I'm betting you could find an E350 with the 5.4L V8 or better yet the 6.8L V10 in that $10g range that would give you even more passenger & cargo room and capacity than you'll need plus plenty of chassis & drivetrain to tow your trailer. Yeah, it'll have some miles, but any vehicle at that price point will. Many will have seen fleet duty, which means hard use but regular maintenance that offsets the life they led.
Much more challenging- and expensive- to find 4x4 vans so hopefully your can live without it.
BManning baking in Phoenix
-2008 F250 XLT 4x4/CC/SB
5.4L 300/365 V8 Torqshift 4.30AAM
9400lb GVW 11200lb tow
-2007 Volvo XC90 AWD V8
4.4L 311/325 V8 6sp Aisin loaded
6100lb GVW 5000lb tow
-1999 Land Cruiser
4.7L 230/320 V8 4sp A343 loaded
6860 GVW 6500lb tow
Ditto the responses so far....especially how much a family can stuff into and
onto a car, CUV, SUV, pickup, van, etc...
Most 'cars' have GVWR (gross vehicle weight RATING) around 5K lb GVWR, +/-
Most 'mini vans' have GVWR around 5.5K lb, +/-
Most 'CUVs' (Crossover utility vehicle and are derived from the above two) are
a ditto in GVWR range of the car/van/etc they are derived from
Most 'SUVs' (sports utility vehicle) or 'trucks' have GVWR's ranging from 5K GVWR to 8.6K GVWR
Most 'pickups' or 'trucks' and full sized 'Vans' have GVWR's ranging
from 5K to over 10K lb GVWR
ANY TV (tow vehicle) can be over loaded...just that the bigger ones
have a higher rating. Most newbies will stick to the low end class GVWR as you
are. With MPG very high on their must have list. Okay, but understand that, that
will limit how big a trailer it is rated to tow. Want a bigger trailer...then get
a bigger TV
Suggest you learn HOW2 figure the setup based on it's ratings and on that, first
decide if you believe in the 'ratings' or not.

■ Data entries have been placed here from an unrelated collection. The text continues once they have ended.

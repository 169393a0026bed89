//! # PostgreSQL CLI Example
//!
//! Runs one operation through a PostgreSQL-backed manager. Run it twice within
//! the same minute and the second run replays the stored result instead of
//! doing the work again.
//!
//! ```text
//! ANA_DATABASE_URL=postgres://localhost/ana \
//!     cargo run -p pg-cli-demo -- [key] [target] [payload] [failure message]
//! ```

use ana::{Manager, Operation, Reaper};
use ana_postgres::{PgConfig, PgContext, PgRepository};
use anyhow::Result;
use async_trait::async_trait;
use chrono::{DateTime, Duration, DurationRound, Utc};
use serde::{Deserialize, Serialize};
use tracing_subscriber::EnvFilter;

#[derive(Debug, Clone, Serialize, Deserialize)]
struct DebugPayload {
    text: String,
    value: i64,
}

#[derive(Debug, Clone, Serialize, Deserialize)]
struct DebugResult {
    text: String,
    value: i64,
}

struct DebugOperation {
    key: String,
    target: String,
    payload: DebugPayload,
    reference_time: DateTime<Utc>,
    failure: Option<String>,
}

impl DebugOperation {
    fn from_args() -> Result<Self> {
        let mut args = std::env::args().skip(1);
        let key = args.next().unwrap_or_else(|| "default key".to_string());
        let target = args.next().unwrap_or_else(|| "default target".to_string());
        let text = args
            .next()
            .unwrap_or_else(|| "default payload value".to_string());
        let failure = args.next();

        // Same minute, same operation.
        let reference_time = Utc::now().duration_trunc(Duration::minutes(1))?;

        Ok(Self {
            key,
            target,
            payload: DebugPayload { text, value: 1 },
            reference_time,
            failure,
        })
    }
}

#[async_trait]
impl Operation<PgContext<DebugPayload, DebugResult>> for DebugOperation {
    type Payload = DebugPayload;
    type Output = DebugResult;

    fn key(&self) -> &str {
        &self.key
    }

    fn target(&self) -> &str {
        &self.target
    }

    fn payload(&self) -> &DebugPayload {
        &self.payload
    }

    fn reference_time(&self) -> DateTime<Utc> {
        self.reference_time
    }

    fn timeout(&self) -> Duration {
        Duration::minutes(1)
    }

    fn expiration(&self) -> Duration {
        Duration::minutes(1)
    }

    async fn call(
        &self,
        _ctx: &mut PgContext<DebugPayload, DebugResult>,
    ) -> Result<DebugResult> {
        println!("Not already processed");

        if let Some(failure) = &self.failure {
            anyhow::bail!("{}", failure);
        }

        Ok(DebugResult {
            text: self.payload.text.clone(),
            value: 42,
        })
    }
}

#[tokio::main]
async fn main() -> Result<()> {
    tracing_subscriber::fmt()
        .with_env_filter(
            EnvFilter::try_from_default_env().unwrap_or_else(|_| EnvFilter::new("info")),
        )
        .init();

    let config = PgConfig::from_env()?;
    let repository = PgRepository::<DebugPayload, DebugResult>::new(config.connect().await?);
    repository.migrate().await?;

    let manager = Manager::new(repository.clone());
    let operation = DebugOperation::from_args()?;
    let result = manager.call(&operation).await;

    println!("OPERATION");
    println!("  Key:           {}", operation.key);
    println!("  Target:        {}", operation.target);
    println!("  Payload:       {:?}", operation.payload);
    println!("  ReferenceTime: {}", operation.reference_time);

    println!("\nRESULT");
    match result {
        Ok(result) => println!("  Result: {:?}", result),
        Err(e) => println!("  Error:  {} ({})", e, e.error_code()),
    }

    let report = Reaper::new(repository, config.reaper_config())
        .sweep_once()
        .await?;
    println!("\nMAINTENANCE");
    println!("  Rows touched: {}", report.total());

    Ok(())
}
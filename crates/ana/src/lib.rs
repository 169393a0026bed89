//! # Ana
//!
//! At-most-once execution of caller-defined operations, coordinated through a
//! shared store instead of an in-process lock.
//!
//! ## Core Concepts
//!
//! An [`Operation`] is identified by a `(key, target)` pair plus the caller's
//! `reference_time`. Every execution attempt is tracked durably as a
//! [`TrackedOperation`], and the [`Manager`] turns the stored state into one of
//! three outcomes: **replay** a prior success, **reject** the call, or **run** the
//! work inside a fresh [`Session`].
//!
//! The key principle: **one identity, one execution**. Concurrent callers race on
//! the backend's atomic claim, not on memory shared between them.
//!
//! ## Architecture
//!
//! ```text
//! caller
//!     │
//!     ▼ call(operation)
//! Manager ── expired request? ──────────────────► Err(Expired)
//!     │
//!     ▼ fetch_or_start()          (atomic claim-or-fetch)
//! Repository
//!     │
//!     ├─► None (fresh claim) ─────────────────┐
//!     │                                       │
//!     └─► Some(tracked)                       │
//!             ├─ expired ─────────────────────┼──► Err(Expired)
//!             ├─ finished ────────────────────┼──► Ok(stored result)
//!             ├─ still running ───────────────┼──► Err(StillRunning)
//!             └─ ready / failed / timed out ──┤
//!                                             ▼
//!                              Repository.new_session()   (exclusive lock)
//!                                             │
//!                                   Session.call()  (panic barrier)
//!                                             │
//!                                   Session.close() ─► ctx.success() | ctx.fail()
//! ```
//!
//! ## Key Invariants
//!
//! 1. **Single winner** - of N concurrent first callers exactly one runs the work
//! 2. **Replay** - a finished, unexpired record answers every later call
//! 3. **Expiration wins** - an expired record is never replayed, whatever its status
//! 4. **Timeouts reclaim** - a running record past its timeout may be retried
//! 5. **Panics stay inside** - a panicking work function becomes [`AnaError::Panic`]
//!
//! ## Guarantees
//!
//! - **No scheduling**: the caller decides whether to retry after a rejection
//! - **No cancellation**: timeouts are advisory to other callers and the [`Reaper`]
//! - **Transaction-bounded**: side effects outside the backend's transaction are
//!   not rolled back
//!
//! ## Example
//!
//! ```ignore
//! use ana::{async_trait, Manager, Operation};
//! use ana_postgres::{PgContext, PgRepository};
//! use chrono::{DateTime, Duration, Utc};
//!
//! struct ChargeCard {
//!     key: String,
//!     reference_time: DateTime<Utc>,
//!     charge: Charge,
//! }
//!
//! #[async_trait]
//! impl Operation<PgContext<Charge, Receipt>> for ChargeCard {
//!     type Payload = Charge;
//!     type Output = Receipt;
//!
//!     fn key(&self) -> &str { &self.key }
//!     fn target(&self) -> &str { "POST /charges" }
//!     fn payload(&self) -> &Charge { &self.charge }
//!     fn reference_time(&self) -> DateTime<Utc> { self.reference_time }
//!     fn timeout(&self) -> Duration { Duration::seconds(30) }
//!     fn expiration(&self) -> Duration { Duration::hours(24) }
//!
//!     async fn call(&self, ctx: &mut PgContext<Charge, Receipt>) -> anyhow::Result<Receipt> {
//!         let receipt = insert_charge(ctx.transaction(), &self.charge).await?;
//!         Ok(receipt)
//!     }
//! }
//!
//! let manager = Manager::new(PgRepository::<Charge, Receipt>::new(pool));
//! let receipt = manager.call(&operation).await?;
//! ```

// Core modules
mod error;
mod manager;
mod operation;
mod reaper;
mod repository;
mod session;
mod tracked_operation;

// Re-export core types
pub use crate::operation::Operation;
pub use crate::tracked_operation::{deadline, Claim, OperationStatus, TrackedOperation};

// Re-export error types
pub use crate::error::{AnaError, Result};

// Re-export session types
pub use session::{Finalized, Session, SessionCtx};

// Re-export backend contracts
pub use repository::{ensure_terminal, Maintenance, Repository, EXPIRATION_CAUSE, TIMEOUT_CAUSE};

// Re-export manager (primary entry point)
pub use manager::Manager;

// Re-export maintenance driver
pub use reaper::{Reaper, ReaperConfig, SweepReport, MIN_SWEEP_INTERVAL};

// Re-export commonly used external types
pub use async_trait::async_trait;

If not, then do whatever and ignore
the ratings and hope to understand that risk management decision (aka...gambling)
If yes, then learn how it works and what 'your' TV's ratings are
Here is the door label from my mini van. A 2000 Honda Odyssey
-Ben Picture of my rig
1996 GMC SLT Suburban 3/4 ton K3500/7.4L/4:1/+150Kmiles orig owner...
1980 Chevy Silverado C10/long bed/"BUILT" 5.7L/3:73/1 ton helper springs/+329Kmiles, bought it from dad...
1998 Mazda B2500 (1/2 ton) pickup, 2nd owner...
Praise Dyno Brake equiped and all have "nose bleed" braking!
Previous trucks/offroaders: 40's Jeep restored in mid 60's / 69 DuneBuggy (approx +1K lb: VW pan/200hpCorvair: eng, cam, dual carb'w velocity stacks'n 18" runners, 4spd transaxle) made myself from ground up / 1970 Toyota FJ40 / 1973 K5 Blazer (2dr Tahoe, 1 ton axles front/rear, +255K miles when sold it)...
Sold the boat (looking for another): Trophy with twin 150's...
51 cylinders in household, what's yours?...
If you want reliability in an older unit, I would steer away from the Durango. Many issues in the older ones with the Hemi. I also agree that you need an Excursion or 2500 Suburban for that size family and and a 6k trailer. Cargo capacity is your problem, and the 1500s won't have it.
"A fifth wheel trailer is a bi-level towable mobile home."